Background velocities were measured using the PIV device described in Niesterok et al. (2017). The movement of naturally occurring particles in a laser light sheet was recorded in a representative location next to the frame of the setup. The laser light sheet was at the same level as the mesh wire grid, which is the level where the animals were allowed to search for the breathing current. For each experimental day, three sequences were chosen for evaluation from these recordings based on particle density. Only recordings from sessions with stimulus intensities of 3.2, 3.8 and 4.9 cm s−1 were used, as those were the sessions close to the detection threshold. Altogether, background flow velocities from seven sessions could be evaluated for each animal.

Stimulus intensities at threshold were calculated from the quadratic function between rotational motor speed and flow velocity. Hydrodynamic background flow was averaged across sessions for each animal. Signal-to-noise ratio was calculated as the ratio of these two values for each animal.

Swimming speed

Swimming speed was evaluated similar to our previous study (Niesterok et al., 2017). The same camera and tracking software were used. However, in the present study only test trials (trials where the test stimulus was presented) were evaluated. All test trials were blindfolded trials, in which the animal either succeeded in sensing the stimulus or not. Some test trials could not be evaluated for technical reasons (e.g. light reflections in the corner positions). Swimming speeds in test trials with stimulus intensities near the threshold (3.8 and 4.9 cm s−1) and far above the threshold (7.4 cm s−1) were measured.

Statistics

Statistics were run in R (R Development Core Team 2008) and Matlab (MATLAB and Statistics Toolbox Release 2012b, The MathWorks, Inc., Natick, MA, USA).
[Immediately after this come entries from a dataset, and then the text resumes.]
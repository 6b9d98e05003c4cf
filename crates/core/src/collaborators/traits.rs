//! Trait definitions for external collaborators used by the pipeline.

use async_trait::async_trait;

use super::types::{CollaboratorError, MatchOutcome, ParsedDocument, ProfileInsight};

/// Blob storage holding uploaded document bytes.
#[async_trait]
pub trait ObjectStorage: Send + Sync {
    /// Returns the name of this storage backend.
    fn name(&self) -> &str;

    /// Fetch the full object stored under `key`.
    async fn get(&self, key: &str) -> Result<Vec<u8>, CollaboratorError>;

    /// Delete objects. Missing keys are not an error.
    async fn delete(&self, keys: &[String]) -> Result<(), CollaboratorError>;
}

/// Text extraction plus AI parsing into a structured record.
#[async_trait]
pub trait DocumentParser: Send + Sync {
    async fn parse(&self, bytes: &[u8], mime_type: &str)
        -> Result<ParsedDocument, CollaboratorError>;
}

/// Scores a structured record against a free-text requirement.
#[async_trait]
pub trait Matcher: Send + Sync {
    async fn score(
        &self,
        record: &serde_json::Value,
        requirement: &str,
    ) -> Result<MatchOutcome, CollaboratorError>;
}

/// Looks up a candidate's public code-hosting profile.
#[async_trait]
pub trait ProfileAnalyzer: Send + Sync {
    async fn analyze(&self, handle: &str) -> Result<ProfileInsight, CollaboratorError>;
}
Detection rate of hydrodynamic stimulus and threshold

The correlation between the rotational speed of the motor and the corresponding mean flow velocity is shown in Fig. 2.

Fig. 2.

Correlation between the rotational speed of the pump and the corresponding mean flow velocity. Flow velocity was measured at the level of the grid in the setup. The grey line connects the mean data points (±s.d.); the black line represents the quadratic fit.

Fig. 2.

Correlation between the rotational speed of the pump and the corresponding mean flow velocity. Flow velocity was measured at the level of the grid in the setup. The grey line connects the mean data points (±s.d.); the black line represents the quadratic fit.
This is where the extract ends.